The abolition of slavery in Brazil in 1888 condemned the blacks to continue living as victims of the system, since they were free, but without education, documents, money, housing, employment, schooling or any other kind of social assistance provided by the State. Therefore, the Golden Law was unable to transform the deep economic and social inequalities. The master/slave relationship became white/black, both hierarchical.

The abolition did not allow the blacks to have the same living conditions as the rest of the population, besides not bringing citizenship to the freed blacks. Sociologist and political scientist Antônio Carlos Mazzeo, from the São Paulo State University (Unesp), explains that there was little investment in the integration of the blacks into the national economy. "When the Golden Law was promulgated, the marginalization of the black man in Brazil happened. They were excluded from the economy", he adds. He says that this population is still marginalized. "Most black people live in favelas, without jobs, in prisons, and don't have access to education. Still in Brazil the black population is a systematic victim of racist ideology", he points out.

After the abolition, the black population went through great socio-economic difficulties, ignored by various sectors of society, which marginalized them and in a certain way pushed them out of the urban centers because of a hygienist policy, being the genesis of the slumming process. However, it would not be wise to apply this pattern built by a traditional historiography with the purpose of establishing a universalization of the unemployed, illiterate, lazy, promiscuous black person, etc.

Even being in a situation of invisibility and exposed to recurring racism, freed blacks were also able to create new social and labor relations. With the end of slavery, it was possible to negotiate these new forms of work, for example on the old farms, becoming independent in subsistence farming or in new forms of urban work. Dário de Bittencourt and Carlos da Silva Santos are two examples of blacks who were born in the beginning of the 20th century, who had two different social conditions, but were academic intellectuals who were successful in the political world, going against the stereotype established after slavery.

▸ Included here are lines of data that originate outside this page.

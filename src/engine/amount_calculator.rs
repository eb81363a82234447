// Range-aware amount calculator.
// -----------------------------
// Given the driving side and its amount, derives the position's amounts over a human
// price range using concentrated-liquidity math against the live pool (or a synthetic
// zero-liquidity pool anchored at the caller's price when none exists yet).
//
// The public entry never fails: every error degrades to the zero pair, which callers
// read as "cannot fund this", not as a real empty position.

use ethers::types::Address;
use num_bigint::BigInt;
use num_traits::Zero;

use crate::chain::lookups::{PoolStateSource, TokenMetadataSource};
use crate::engine::range::validate_range;
use crate::error::{CalcError, LookupError};
use crate::math::liquidity_amounts::{amounts_for_liquidity, liquidity_from_amount0_at, liquidity_from_amount1_at};
use crate::math::orientation::PairOrientation;
use crate::math::tick_codec::{
    get_sqrt_ratio_at_tick, max_price, min_price, nearest_usable_tick, price_to_sqrt_fixed, price_to_tick, MAX_TICK,
    MIN_TICK,
};
use crate::math::units::{amount_to_f64, from_raw, snap_to_integer, to_raw};
use crate::models::{AmountPair, FeeTier, PoolSnapshot, PriceRange, Side, TokenMetadata};

/// Margin applied outside the range bounds before snapping to ticks.
pub const RANGE_EPSILON: f64 = 1e-4;
/// Raw amounts above 10^36 are treated as unrepresentable.
pub const SANITY_CEILING_EXP: u32 = 36;
/// Nominal amount used to probe which sides can fund a range.
pub const PROBE_AMOUNT: &str = "0.0001";
/// Probe results below this are treated as zero.
pub const NEGLIGIBLE_AMOUNT: f64 = 1e-12;

#[derive(Debug, Clone, PartialEq)]
pub struct AmountRequest {
    pub token_a: Address,
    pub token_b: Address,
    pub fee: FeeTier,
    /// The side whose amount is authoritative.
    pub direction: Side,
    pub amount: String,
    /// Human price (A per B); only used when the pool does not exist yet.
    pub current_price: f64,
    pub range: PriceRange,
    pub tick_spacing: i32,
}

impl AmountRequest {
    pub fn with_driving(&self, direction: Side, amount: &str) -> Self {
        Self { direction, amount: amount.to_string(), ..self.clone() }
    }
}

/// Pool and token state for one pair and fee, read once and shared by every calculation
/// of a recompute pass so the hidden side and the derived amount see the same price.
#[derive(Debug, Clone, PartialEq)]
pub struct MarketView {
    orientation: PairOrientation,
    meta_a: TokenMetadata,
    meta_b: TokenMetadata,
    /// `None` when the pool has not been created yet.
    snapshot: Option<PoolSnapshot>,
}

impl MarketView {
    pub fn new(
        token_a: Address,
        token_b: Address,
        meta_a: TokenMetadata,
        meta_b: TokenMetadata,
        snapshot: Option<PoolSnapshot>,
    ) -> Self {
        let orientation = PairOrientation::new(token_a, token_b, meta_a.decimals, meta_b.decimals);
        Self { orientation, meta_a, meta_b, snapshot }
    }

    pub async fn read<L>(token_a: Address, token_b: Address, fee: FeeTier, lookups: &L) -> Result<Self, LookupError>
    where
        L: PoolStateSource + TokenMetadataSource + ?Sized,
    {
        let (snapshot, meta_a, meta_b) = futures::try_join!(
            lookups.pool_snapshot(token_a, token_b, fee),
            lookups.token_metadata(token_a),
            lookups.token_metadata(token_b),
        )?;
        Ok(Self::new(token_a, token_b, meta_a, meta_b, snapshot))
    }

    pub fn orientation(&self) -> &PairOrientation {
        &self.orientation
    }

    pub fn snapshot(&self) -> Option<&PoolSnapshot> {
        self.snapshot.as_ref()
    }

    pub fn decimals(&self, side: Side) -> u8 {
        match side {
            Side::A => self.meta_a.decimals,
            Side::B => self.meta_b.decimals,
        }
    }

    /// Amount pair for `request`, which must be for the pair this view was read for.
    pub fn try_amounts(&self, request: &AmountRequest) -> Result<AmountPair, CalcError> {
        let range = request.range;
        if !validate_range(range.min_price, range.max_price) {
            return Err(CalcError::InvalidRange { min: range.min_price, max: range.max_price });
        }

        // 1) driving amount in raw units
        let driving_decimals = self.decimals(request.direction);
        let derived_decimals = self.decimals(request.direction.other());
        let driving_raw = to_raw(&request.amount, driving_decimals)?;
        if driving_raw.is_zero() {
            return Ok(AmountPair::zero());
        }

        // 2) pool model: live snapshot, or zero liquidity anchored at the caller's price
        let synthesized;
        let pool = match &self.snapshot {
            Some(snapshot) => snapshot,
            None => {
                synthesized = synthesize_pool(&self.orientation, request.current_price)?;
                &synthesized
            }
        };

        // 3) range ticks
        let (tick_lower, tick_upper) = range_ticks(&self.orientation, range, request.tick_spacing);

        // 4-5) liquidity from the driving side, then the position's amounts
        let sqrt_lower = get_sqrt_ratio_at_tick(tick_lower);
        let sqrt_upper = get_sqrt_ratio_at_tick(tick_upper);
        let driving_is_token0 = self.orientation.token0_side() == request.direction;
        let liquidity = if driving_is_token0 {
            liquidity_from_amount0_at(&pool.sqrt_price_x96, &sqrt_lower, &sqrt_upper, &driving_raw)
        } else {
            liquidity_from_amount1_at(&pool.sqrt_price_x96, &sqrt_lower, &sqrt_upper, &driving_raw)
        };
        let (amount0, amount1) = amounts_for_liquidity(&pool.sqrt_price_x96, &sqrt_lower, &sqrt_upper, &liquidity, true);
        let derived_out = if driving_is_token0 { amount1 } else { amount0 };
        // the driving side is echoed as typed unless it cannot fund the range at all
        let driving_out = if liquidity.is_zero() { BigInt::zero() } else { driving_raw.clone() };

        // 6) sanity ceiling
        let ceiling = BigInt::from(10u8).pow(SANITY_CEILING_EXP);
        if driving_raw > ceiling || derived_out > ceiling {
            return Err(CalcError::Overflow);
        }

        // 7) format, snapping float-like noise to integers
        let driving_text = snap_to_integer(&from_raw(&driving_out, driving_decimals));
        let derived_text = snap_to_integer(&from_raw(&derived_out, derived_decimals));
        Ok(match request.direction {
            Side::A => AmountPair::new(driving_text, derived_text),
            Side::B => AmountPair::new(derived_text, driving_text),
        })
    }

    /// Never fails; errors yield `AmountPair::zero()`.
    pub fn amounts(&self, request: &AmountRequest) -> AmountPair {
        self.try_amounts(request).unwrap_or_else(|e| {
            log::debug!("Amount calculation for {:?} side failed: {}", request.direction, e);
            AmountPair::zero()
        })
    }

    /// Probes both directions with a nominal amount and reports which amount input should
    /// be hidden: the side that cannot fund the range when only the other one can. `None`
    /// means show both (in-range, or neither probe produced anything).
    pub fn hidden_side(&self, base: &AmountRequest) -> Option<Side> {
        let from_a = self.amounts(&base.with_driving(Side::A, PROBE_AMOUNT));
        let from_b = self.amounts(&base.with_driving(Side::B, PROBE_AMOUNT));

        let yields = |pair: &AmountPair| {
            amount_to_f64(&pair.amount_a).max(amount_to_f64(&pair.amount_b)) >= NEGLIGIBLE_AMOUNT
        };
        match (yields(&from_a), yields(&from_b)) {
            (true, false) => Some(Side::B),
            (false, true) => Some(Side::A),
            _ => None,
        }
    }
}

/// Derives the amount pair for `request`. Never fails; errors yield `AmountPair::zero()`.
pub async fn compute_token_amount<L>(request: &AmountRequest, lookups: &L) -> AmountPair
where
    L: PoolStateSource + TokenMetadataSource + ?Sized,
{
    match try_compute_token_amount(request, lookups).await {
        Ok(pair) => pair,
        Err(e) => {
            log::debug!("Amount calculation for {:?} side failed: {}", request.direction, e);
            AmountPair::zero()
        }
    }
}

pub async fn try_compute_token_amount<L>(request: &AmountRequest, lookups: &L) -> Result<AmountPair, CalcError>
where
    L: PoolStateSource + TokenMetadataSource + ?Sized,
{
    let range = request.range;
    if !validate_range(range.min_price, range.max_price) {
        return Err(CalcError::InvalidRange { min: range.min_price, max: range.max_price });
    }
    let view = MarketView::read(request.token_a, request.token_b, request.fee, lookups).await?;
    view.try_amounts(request)
}

/// Reads the market once and probes it; a failed read shows both inputs.
pub async fn probe_hidden_side<L>(base: &AmountRequest, lookups: &L) -> Option<Side>
where
    L: PoolStateSource + TokenMetadataSource + ?Sized,
{
    match MarketView::read(base.token_a, base.token_b, base.fee, lookups).await {
        Ok(view) => view.hidden_side(base),
        Err(e) => {
            log::debug!("Hidden-side probe skipped: {}", e);
            None
        }
    }
}

fn synthesize_pool(orientation: &PairOrientation, human_price: f64) -> Result<PoolSnapshot, CalcError> {
    if !human_price.is_finite() || human_price <= 0.0 {
        return Err(CalcError::InvalidPrice(human_price));
    }
    let raw = orientation.to_raw_price(human_price);
    Ok(PoolSnapshot {
        sqrt_price_x96: price_to_sqrt_fixed(raw),
        tick: price_to_tick(raw),
        liquidity: BigInt::zero(),
    })
}

fn raw_price_to_usable_tick(raw: f64, spacing: i32) -> i32 {
    if raw <= min_price() {
        nearest_usable_tick(MIN_TICK, spacing)
    } else if raw >= max_price() {
        nearest_usable_tick(MAX_TICK, spacing)
    } else {
        nearest_usable_tick(price_to_tick(raw), spacing)
    }
}

/// Snaps `[min - ε, max + ε]` onto the tick grid, in pool orientation. The result always
/// spans at least one grid step.
pub fn range_ticks(orientation: &PairOrientation, range: PriceRange, spacing: i32) -> (i32, i32) {
    let spacing = spacing.max(1);
    let (raw_lower, raw_upper) = orientation.raw_bounds(range.min_price - RANGE_EPSILON, range.max_price + RANGE_EPSILON);
    let mut lower = raw_price_to_usable_tick(raw_lower, spacing);
    let mut upper = raw_price_to_usable_tick(raw_upper, spacing);
    if lower >= upper {
        let max_usable = nearest_usable_tick(MAX_TICK, spacing);
        if lower + spacing <= max_usable {
            upper = lower + spacing;
        } else {
            lower = upper - spacing;
        }
    }
    (lower, upper)
}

This historiographical current has been criticized for romanticizing this marginalization of the freedman who was replaced by the European immigrant, a view that places a Paulista context as a single national history, not presenting an explanatory potential for an entire period.

== Freed Female Life ==
Throughout Brazil's history of slavery, women were oppressed and used by the slave masters in a different way than males. Female slaves endured sexualization and sexual abuse on top of labor intensive jobs and the house hold jobs typically associated with maids (laundry, cleaning, cooking, childcare , etc). Women were even expected to serve as wet nurses to their masters children at the expensive of their own child's wellbeing and life. Some experts in the field believe that 92% of enslaved women who were rented out as wet nurses in Rio were separated from their own babies to fulfill their duty to their master. Just because slavery ended did not mean the end of the white men taking advantage of black women. When slavery ended, many women were forced back into these sexual shackles as they had no choice but to provide "services" and be bound to sexual relationships in exchange for the money they needed to survive as a freed individual.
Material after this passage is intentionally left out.